For the past two decades, the Croatian war crimes unit knew of this leader, often camouflaged in headwear, and that he was named Zoran Tadic, but working out which one of the thousands of men who have the same name from another country has required painstaking work and a dose of luck.

War crimes investigators believe Tadic entered Australia on August 22, 1992, with the help of the Serbian government, keeping his alleged wartime activities for the Serbs under wraps and then obtaining Australian citizenship.

In Zadar in western Croatia, the chief of the war crimes investigation department, Ivan Gambiraza, and the chief of criminal police, Bore Mrsic, are key players in the push to proceed with what will be one of the country’s biggest war crimes prosecutions.

“There are two big symbols of martyrdom in the homeland war, Vukovar and Skabrnja. Skabrnja is particularly horrible because the slaughter happened in one day,’’ Mr Gambiraza told The Australian.

“The victims’ families can now get some satisfaction and relief at last. Our first priority is to the victims.’’

The investigative breakthrough came about through snippets of information from other war crimes cases and the revelation that a large proportion of the paramilitary group was from a Serbian town called Lozniza, near the border with Bosnia. The police narrowed down the possible Zoran Tadics to several dozen, and discovered that even within the same paramilitary group involved in the Skabrnja massacre, there were several men of the same name. Narrowing the list down has come after a year of further investigation, elimination of suspects and examination of photographs and documents.

But, adds Mr Mrsic, if anyone has any other information and evidence, even in Australia, they are urged to come forward.

Skabrnja resident Slavko Segaric was working in Germany on that horrific November day 27 years ago and lost eight of his family, including his 68-year-old mother, Lucija, and 64-year-old father, Krste, when they were the first residents forced out of one of 15 basements in the town used as sanctuaries.

He stands at the top of the basement steps of the neatly rebuilt house, cocking his arms as if holding a rifle and showing how they were mowed down at short range in quick succession as they emerged. It was a mercy to die instantly, compared with others who were tortured. Take the Miljanic family experience.

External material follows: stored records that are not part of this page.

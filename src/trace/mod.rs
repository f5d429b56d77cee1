use std::str::FromStr;

use anyhow::Context as _;
use tracing::{Level, Metadata};
use tracing_appender::{
    non_blocking::WorkerGuard,
    rolling::{RollingFileAppender, Rotation},
};
use tracing_subscriber::{
    layer::{Context, Filter},
    prelude::__tracing_subscriber_SubscriberExt,
    util::SubscriberInitExt,
    Layer,
};

use crate::config::LogConfig;

/// Drops everything above `max_level`, and keeps only a random sample of
/// TRACE events since the draw loop emits one per frame.
#[derive(Debug)]
pub struct TraceFilter {
    max_level: Level,
    trace_sample_rate: f32,
}

impl TraceFilter {
    pub fn new(max_level: Level, trace_sample_rate: f32) -> Self {
        Self {
            max_level,
            trace_sample_rate,
        }
    }

    fn admits(&self, level: Level, roll: f32) -> bool {
        if level > self.max_level {
            false
        } else if level == Level::TRACE {
            roll < self.trace_sample_rate
        } else {
            true
        }
    }
}

impl<S> Filter<S> for TraceFilter {
    fn enabled(&self, meta: &Metadata<'_>, _: &Context<'_, S>) -> bool {
        self.admits(*meta.level(), rand::random::<f32>())
    }
}

/// Logs go to a rolling file, the terminal belongs to the UI. Keep the guard
/// alive until exit or buffered lines are lost.
pub fn init(config: &LogConfig) -> anyhow::Result<WorkerGuard> {
    let level = Level::from_str(&config.level)
        .with_context(|| format!("Invalid log level {:?}", config.level))?;

    let file_appender =
        RollingFileAppender::new(Rotation::HOURLY, &config.directory, &config.file_prefix);
    let (non_blocking, guard) = tracing_appender::non_blocking(file_appender);

    let fmt_layer = tracing_subscriber::fmt::layer()
        .with_writer(non_blocking)
        .with_ansi(false)
        .with_thread_names(true)
        .with_level(true);
    let filter = TraceFilter::new(level, config.trace_sample_rate);
    tracing_subscriber::registry()
        .with(fmt_layer.with_filter(filter))
        .try_init()
        .context("Failed to install log subscriber")?;

    Ok(guard)
}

Miljanic was a Zadar policeman, tasked with organising the local national guards to help defend his family town.

Zoran Tadic (top centre), 59, was charged with war crimes by Croatian police for the murder of 43 people, which comprised of 30 civilians and 13 soldiers.

On the morning of the attack, which was more intense than all the others that preceded it, Miljanic ran a kilometre to the hilltop position over the town to relay developments back to Zadar and co-ordinate his small force of men, all the while listening in on the Serbian radio frequencies.

Miljanic’s mother, Jurka, found her usual refuge below ground, still dressed in her nightwear and slippers. She kissed her husband, Josip, goodbye. He was worried about his animals and slipped away to free his horse from the barn that was under mortar attack. It was 7am on a clear crisp day. Jurka would not see her husband again. As the tanks of the 9th corps Yugoslav army group rolled into town, and the planes started bombing, some residents were captured and forced to walk in front of the tanks.

“The infantry were at the front and the sides and then came the tanks, there were 28 of them,” Miljanic said. “They had caught some of the local villagers and soldiers and made them walk in front of the tanks as human shields as they knew the only weapon we had was an anti-armour bit of kit, a rocket launcher. The village was circled as the attack happened from three different sides and there were plane attacks too.’’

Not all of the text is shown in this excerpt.